The show originated at the National Gallery in Washington DC and they have the best presentation of the show online: Click here
The catalog of the show is on Amazon.com: click here.

Hi Henry, you must mean someone other than Rousseau.
The Jacque painting is very photographic! I can't think of the painter (Rosa Bonheur?), but Washington University has a large pastoral scene that is positively cinematic.
Not many oxen, or peasant farm laborers around to make art from these days. Things have certainly gotten uglier on the farm since farming has been de-humanized and de-animalized.
When Danto writes that the mechanized killing fields of WWI turned the artist into a social critic, I thought, yes, but that was once, and now long ago, so why are artists still, in this day and age, critic outsiders? Thinking now of the Barbizon and of how food production has now been outsourced to machines, how alienated we are from what we eat (and wear), I can sense that the motivation for any thinking person to take on the role of Cassandra has not faded away.

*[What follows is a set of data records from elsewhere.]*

//! Process wiring for the node telemetry agent
//!
//! Exposes the configuration layer, tracing setup and the health/metrics
//! HTTP API so the binary and the integration tests share them.

pub mod api;
pub mod config;
pub mod logging;
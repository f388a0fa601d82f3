//! Delivery of snapshots to the relay
//!
//! This module provides:
//! - the bounded backlog shared by the collection and delivery loops
//! - the gRPC client streaming snapshots to the relay
//! - the delivery loop with reconnect backoff
//! - conversion of snapshots to wire messages

mod buffer;
mod client;
mod streaming;
pub mod wire;


pub use buffer::{capacity_for, BacklogBuffer, SharedBacklog};
pub use client::{normalize_endpoint, OutboundStream, RelayClient, RelayConfig, StreamOpener};
pub use streaming::{Backoff, DeliveryConfig, DeliveryLoop, Link, LinkState};
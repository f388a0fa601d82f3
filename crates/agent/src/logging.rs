//! Tracing setup for the agent binary
//!
//! JSON lines always go to stdout. With a log file configured they are also
//! written to a rolling file through a non-blocking writer.

use crate::config::{LogConfig, LogRotation};
use anyhow::{Context, Result};
use std::path::Path;
use tracing_appender::non_blocking::WorkerGuard;
use tracing_appender::rolling::{RollingFileAppender, Rotation};
use tracing_subscriber::{fmt, prelude::*, EnvFilter};

/// Install the global subscriber
///
/// The returned guard flushes the file writer on drop and must be held
/// until the process exits.
pub fn init(config: &LogConfig) -> Result<Option<WorkerGuard>> {
    let filter = filter(std::env::var(EnvFilter::DEFAULT_ENV).ok(), &config.level)?;

    let (file_layer, guard) = match &config.file {
        Some(path) => {
            let appender = rolling_appender(path, config.rotation, config.max_files)?;
            let (writer, guard) = tracing_appender::non_blocking(appender);
            let layer = fmt::layer().json().with_ansi(false).with_writer(writer);
            (Some(layer), Some(guard))
        }
        None => (None, None),
    };

    tracing_subscriber::registry()
        .with(filter)
        .with(fmt::layer().json())
        .with(file_layer)
        .try_init()
        .context("Failed to install tracing subscriber")?;

    Ok(guard)
}

/// `RUST_LOG` wins over the configured level when it is set
pub fn filter(env_directives: Option<String>, level: &str) -> Result<EnvFilter> {
    let directives = env_directives
        .filter(|d| !d.trim().is_empty())
        .unwrap_or_else(|| level.to_string());
    EnvFilter::try_new(&directives).with_context(|| format!("Invalid log filter {directives:?}"))
}

/// Rolling appender writing `path`, rotated files get a date suffix
pub fn rolling_appender(
    path: &Path,
    rotation: LogRotation,
    max_files: usize,
) -> Result<RollingFileAppender> {
    let file_name = path
        .file_name()
        .and_then(|name| name.to_str())
        .with_context(|| format!("Log file {} has no file name", path.display()))?;
    let directory = match path.parent() {
        Some(dir) if !dir.as_os_str().is_empty() => dir,
        _ => Path::new("."),
    };

    let rotation = match rotation {
        LogRotation::Minutely => Rotation::MINUTELY,
        LogRotation::Hourly => Rotation::HOURLY,
        LogRotation::Daily => Rotation::DAILY,
        LogRotation::Never => Rotation::NEVER,
    };

    RollingFileAppender::builder()
        .rotation(rotation)
        .filename_prefix(file_name)
        .max_log_files(max_files)
        .build(directory)
        .with_context(|| format!("Failed to open log file in {}", directory.display()))
}
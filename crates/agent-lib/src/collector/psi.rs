//! Pressure-stall information parsing
//!
//! Files under `/proc/pressure` look like:
//!
//! ```text
//! some avg10=0.00 avg60=0.12 avg300=0.05 total=123456
//! full avg10=0.00 avg60=0.00 avg300=0.00 total=0
//! ```

use crate::models::{PsiData, PsiMetrics};
use anyhow::{anyhow, Context, Result};
use std::path::Path;

/// Parse the contents of one pressure file
///
/// A `some` line is required. `full` is optional since the cpu file
/// lacks it on kernels before 5.13.
pub fn parse_pressure(content: &str) -> Result<PsiMetrics> {
    let mut some = None;
    let mut full = None;

    for line in content.lines() {
        let mut parts = line.split_whitespace();
        let Some(kind) = parts.next() else {
            continue;
        };

        let data = parse_line(parts).with_context(|| format!("Invalid pressure line: {line}"))?;
        match kind {
            "some" => some = Some(data),
            "full" => full = Some(data),
            _ => {}
        }
    }

    let some = some.ok_or_else(|| anyhow!("Pressure data has no 'some' line"))?;
    Ok(PsiMetrics { some, full })
}

fn parse_line<'a>(fields: impl Iterator<Item = &'a str>) -> Result<PsiData> {
    let mut data = PsiData::default();

    for field in fields {
        let (key, value) = field
            .split_once('=')
            .ok_or_else(|| anyhow!("Field '{field}' is not key=value"))?;
        match key {
            "avg10" => data.avg10 = value.parse()?,
            "avg60" => data.avg60 = value.parse()?,
            "avg300" => data.avg300 = value.parse()?,
            "total" => data.total = value.parse()?,
            _ => {}
        }
    }

    Ok(data)
}

/// Read and parse a pressure file such as `/proc/pressure/cpu`
pub fn read_pressure(path: &Path) -> Result<PsiMetrics> {
    let content = std::fs::read_to_string(path)
        .with_context(|| format!("Failed to read {}", path.display()))?;
    parse_pressure(&content)
}

#[cfg(test)]
mod tests {
    use super::*;

    #[test]
    fn test_parse_some_and_full() {
        let content = "some avg10=1.50 avg60=0.75 avg300=0.10 total=987654\n\
                       full avg10=0.20 avg60=0.05 avg300=0.00 total=1234\n";
        let psi = parse_pressure(content).unwrap();

        assert_eq!(psi.some.avg10, 1.50);
        assert_eq!(psi.some.avg60, 0.75);
        assert_eq!(psi.some.avg300, 0.10);
        assert_eq!(psi.some.total, 987654);

        let full = psi.full.unwrap();
        assert_eq!(full.avg10, 0.20);
        assert_eq!(full.total, 1234);
    }

    #[test]
    fn test_parse_without_full_line() {
        let psi = parse_pressure("some avg10=0.00 avg60=0.00 avg300=0.00 total=42\n").unwrap();
        assert_eq!(psi.some.total, 42);
        assert!(psi.full.is_none());
    }

    #[test]
    fn test_parse_missing_some_is_error() {
        assert!(parse_pressure("full avg10=0.00 avg60=0.00 avg300=0.00 total=0\n").is_err());
        assert!(parse_pressure("").is_err());
    }

    #[test]
    fn test_parse_malformed_value_is_error() {
        assert!(parse_pressure("some avg10=abc avg60=0.00 avg300=0.00 total=0\n").is_err());
        assert!(parse_pressure("some avg10\n").is_err());
    }

    #[test]
    fn test_read_pressure_from_file() {
        let dir = tempfile::TempDir::new().unwrap();
        let path = dir.path().join("memory");
        std::fs::write(
            &path,
            "some avg10=3.00 avg60=2.00 avg300=1.00 total=10\nfull avg10=0.00 avg60=0.00 avg300=0.00 total=5\n",
        )
        .unwrap();

        let psi = read_pressure(&path).unwrap();
        assert_eq!(psi.some.avg10, 3.00);
        assert_eq!(psi.full.unwrap().total, 5);
    }
}
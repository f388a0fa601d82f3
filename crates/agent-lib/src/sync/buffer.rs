//! Bounded backlog of snapshots awaiting delivery
//!
//! A fixed-capacity ring: adding to a full buffer overwrites the oldest
//! entry, and a failed send can be put back at the front for retry.

use std::sync::{Arc, Mutex, MutexGuard};
use std::time::Duration;

/// Fixed-capacity circular FIFO
#[derive(Debug)]
pub struct BacklogBuffer<T> {
    slots: Vec<Option<T>>,
    /// Index of the oldest entry
    start: usize,
    size: usize,
}

impl<T> BacklogBuffer<T> {
    /// Create a buffer holding at most `capacity` entries (at least one)
    pub fn new(capacity: usize) -> Self {
        let capacity = capacity.max(1);
        let mut slots = Vec::with_capacity(capacity);
        slots.resize_with(capacity, || None);
        Self {
            slots,
            start: 0,
            size: 0,
        }
    }

    pub fn capacity(&self) -> usize {
        self.slots.len()
    }

    pub fn len(&self) -> usize {
        self.size
    }

    pub fn is_empty(&self) -> bool {
        self.size == 0
    }

    pub fn is_full(&self) -> bool {
        self.size == self.capacity()
    }

    /// Append an entry, returning the oldest entry if it was overwritten
    pub fn add(&mut self, item: T) -> Option<T> {
        let capacity = self.capacity();
        if self.size < capacity {
            let idx = (self.start + self.size) % capacity;
            self.slots[idx] = Some(item);
            self.size += 1;
            None
        } else {
            let evicted = self.slots[self.start].replace(item);
            self.start = (self.start + 1) % capacity;
            evicted
        }
    }

    /// Remove and return the oldest entry
    pub fn pop(&mut self) -> Option<T> {
        if self.size == 0 {
            return None;
        }
        let item = self.slots[self.start].take();
        self.start = (self.start + 1) % self.capacity();
        self.size -= 1;
        item
    }

    /// Put an entry back at the front so it is popped next
    ///
    /// Hands the item back when the buffer is full.
    pub fn requeue(&mut self, item: T) -> Result<(), T> {
        if self.is_full() {
            return Err(item);
        }
        let capacity = self.capacity();
        self.start = (self.start + capacity - 1) % capacity;
        self.slots[self.start] = Some(item);
        self.size += 1;
        Ok(())
    }
}

/// Backlog shared between the collection and delivery loops
///
/// Every operation holds the lock for its whole duration; the ring itself
/// is never exposed.
#[derive(Debug)]
pub struct SharedBacklog<T> {
    inner: Arc<Mutex<BacklogBuffer<T>>>,
}

impl<T> Clone for SharedBacklog<T> {
    fn clone(&self) -> Self {
        Self {
            inner: Arc::clone(&self.inner),
        }
    }
}

impl<T> SharedBacklog<T> {
    pub fn new(capacity: usize) -> Self {
        Self {
            inner: Arc::new(Mutex::new(BacklogBuffer::new(capacity))),
        }
    }

    fn lock(&self) -> MutexGuard<'_, BacklogBuffer<T>> {
        // Every ring operation leaves the indices consistent, so a
        // poisoned lock still guards a valid buffer.
        self.inner.lock().unwrap_or_else(|poisoned| poisoned.into_inner())
    }

    pub fn add(&self, item: T) -> Option<T> {
        self.lock().add(item)
    }

    pub fn pop(&self) -> Option<T> {
        self.lock().pop()
    }

    pub fn requeue(&self, item: T) -> Result<(), T> {
        self.lock().requeue(item)
    }

    pub fn len(&self) -> usize {
        self.lock().len()
    }

    pub fn is_empty(&self) -> bool {
        self.lock().is_empty()
    }

    pub fn capacity(&self) -> usize {
        self.lock().capacity()
    }
}

/// Number of samples covering one retention window, rounded up, at least one
pub fn capacity_for(retention: Duration, interval: Duration) -> usize {
    if interval.is_zero() {
        return 1;
    }
    let retention = retention.as_nanos();
    let interval = interval.as_nanos();
    let slots = retention.div_ceil(interval);
    usize::try_from(slots).unwrap_or(usize::MAX).max(1)
}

Registering alienation and being receptive to beauty seem to be such opposite activities. But, OTOH criticism, observation, and discernment seem closely related.
As a student, I took refuge in the Barbizon woods in the company of books of Corot's drawings in the Art History Library.
Did WWI really take everything away? Was it the Fin de Siecle, the end of an age? Are the Barbizon woods still standing?
Posted by: Bill Knight | July 14, 2008 at 08:30 AM
Bill,
"you must mean someone other than Rousseau"
No, it was Rousseau, but the link I provided was to the wrong one. The artist in the show with several works was Théodore (and not Jean-Jacques) Rousseau. Sorry about the mistake. I just fixed the link.
"Registering alienation and being receptive to beauty seem to be such opposite activities." Yes! How odd that portraying alienation and cynicism has remained the dominant form of high art expression. To what end?
"As a student, I took refuge in the Barbizon woods in the company of books of Corot's drawing"
Beautifully said! Corot also had a few minor paintings in the exhibit.